Curcumol ameliorates diabetic retinopathy via modulating fat mass and obesity-associated protein-demethylated MAF transcription factor G antisense RNA 1.

BACKGROUND: Diabetic retinopathy (DR) is a major microvascular complication of diabetes mellitus, leading to significant visual impairment and blindness among adults. Current treatment options are limited, making it essential to explore novel therapeutic strategies. Curcumol, a sesquiterpenoid derived from traditional Chinese medicine, has shown anti-inflammatory and anti-cancer properties, but its potential role in DR remains unclear. AIM: To investigate the therapeutic effects of curcumol on the progression of DR and to elucidate the underlying molecular mechanisms, particularly its impact on the fat mass and obesity-associated (FTO) protein and the long non-coding RNA (lncRNA) MAF transcription factor G antisense RNA 1 (MAFG-AS1). METHODS: A streptozotocin-induced mouse model of DR was established, followed by treatment with curcumol. Retinal damage and inflammation were evaluated through histological analysis and molecular assays. Human retinal vascular endothelial cells were exposed to high glucose conditions to simulate diabetic environments in vitro. Cell proliferation, migration, and inflammation markers were assessed in curcumol-treated cells. LncRNA microarray analysis identified key molecules regulated by curcumol, and further experiments were conducted to confirm the involvement of FTO and MAFG-AS1 in the progression of DR. RESULTS: Curcumol treatment significantly reduced blood glucose levels and alleviated retinal damage in streptozotocin-induced DR mouse models.
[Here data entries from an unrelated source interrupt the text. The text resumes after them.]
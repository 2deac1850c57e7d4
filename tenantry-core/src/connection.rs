//! Driver seam.
//!
//! The routing engine talks to the database only through these traits. The
//! PostgreSQL driver and the in-memory backend both implement them.

use async_trait::async_trait;

use crate::error::TenancyResult;
use crate::identifier::SchemaRef;

/// A `search_path` value.
#[derive(Debug, Clone, PartialEq, Eq)]
pub struct SearchPath {
    schemas: Vec<String>,
}

impl SearchPath {
    /// `"<schema>", <public>`: the schema first, shared tables visible behind it.
    pub fn for_schema(schema: &SchemaRef, public: &str) -> Self {
        Self {
            schemas: vec![schema.as_str().to_string(), public.to_string()],
        }
    }

    /// Only the public schema: no tenant selected.
    pub fn public_only(public: &str) -> Self {
        Self {
            schemas: vec![public.to_string()],
        }
    }

    /// Schemas in lookup order.
    pub fn schemas(&self) -> &[String] {
        &self.schemas
    }

    /// The `SET search_path` directive for this path.
    ///
    /// ```rust
    /// use tenantry_core::{SchemaRef, SearchPath};
    ///
    /// let path = SearchPath::for_schema(&SchemaRef::parse("acme").unwrap(), "public");
    /// assert_eq!(path.to_sql(), r#"SET search_path TO "acme", "public""#);
    /// ```
    pub fn to_sql(&self) -> String {
        let schemas: Vec<String> = self.schemas.iter().map(|s| quote_ident(s)).collect();
        format!("SET search_path TO {}", schemas.join(", "))
    }
}

/// Quote an identifier for PostgreSQL.
pub fn quote_ident(ident: &str) -> String {
    format!("\"{}\"", ident.replace('"', "\"\""))
}

/// Read-only catalog lookups used by statement classification.
#[async_trait]
pub trait Catalog: Send + Sync {
    /// Name of the table owning `index`, searching `schemas` in order.
    async fn index_owner(&self, index: &str, schemas: &[&str]) -> TenancyResult<Option<String>>;
}

/// A single database connection whose search path can be changed.
///
/// Search path changes are connection-scoped, so one connection must never be
/// shared between concurrently running requests.
#[async_trait]
pub trait SchemaConnection: Catalog {
    /// Execute one or more statements without parameters.
    async fn batch_execute(&self, sql: &str) -> TenancyResult<()>;

    /// Point unqualified names at the given path.
    async fn set_search_path(&self, path: &SearchPath) -> TenancyResult<()> {
        self.batch_execute(&path.to_sql()).await
    }

    /// Open a transaction.
    async fn begin(&self) -> TenancyResult<()> {
        self.batch_execute("BEGIN").await
    }

    /// Commit the open transaction.
    async fn commit(&self) -> TenancyResult<()> {
        self.batch_execute("COMMIT").await
    }

    /// Roll back the open transaction.
    async fn rollback(&self) -> TenancyResult<()> {
        self.batch_execute("ROLLBACK").await
    }
}

/// Hands out connections, typically from a pool.
#[async_trait]
pub trait ConnectionSource: Send + Sync {
    /// Connection type.
    type Connection: SchemaConnection + 'static;

    /// Acquire a connection.
    async fn acquire(&self) -> TenancyResult<Self::Connection>;
}

#[cfg(test)]
mod tests {
    use super::*;
    use crate::identifier::TEMPLATE_SCHEMA;

    #[test]
    fn test_search_path_sql() {
        assert_eq!(
            SearchPath::for_schema(&SchemaRef::Template, "public").to_sql(),
            format!("SET search_path TO \"{}\", \"public\"", TEMPLATE_SCHEMA)
        );
        assert_eq!(
            SearchPath::public_only("shared").to_sql(),
            "SET search_path TO \"shared\""
        );
    }

    #[test]
    fn test_quote_ident_escapes() {
        assert_eq!(quote_ident(r#"we"ird"#), r#""we""ird""#);
    }
}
In high-glucose-treated human retinal vascular endothelial cells, curcumol inhibited cell proliferation, migration, and inflammatory responses. LncRNA microarray analysis identified MAFG-AS1 as the most upregulated lncRNA following curcumol treatment. Mechanistically, FTO demethylated MAFG-AS1, stabilizing its expression. Rescue experiments demonstrated that the protective effects of curcumol against DR were mediated through the FTO/MAFG-AS1 signaling pathway. CONCLUSION: Curcumol ameliorates the progression of DR by modulating the FTO/MAFG-AS1 axis, providing a novel therapeutic pathway for the treatment of DR. These findings suggest that curcumol-based therapies could offer a promising alternative for managing this debilitating complication of diabetes.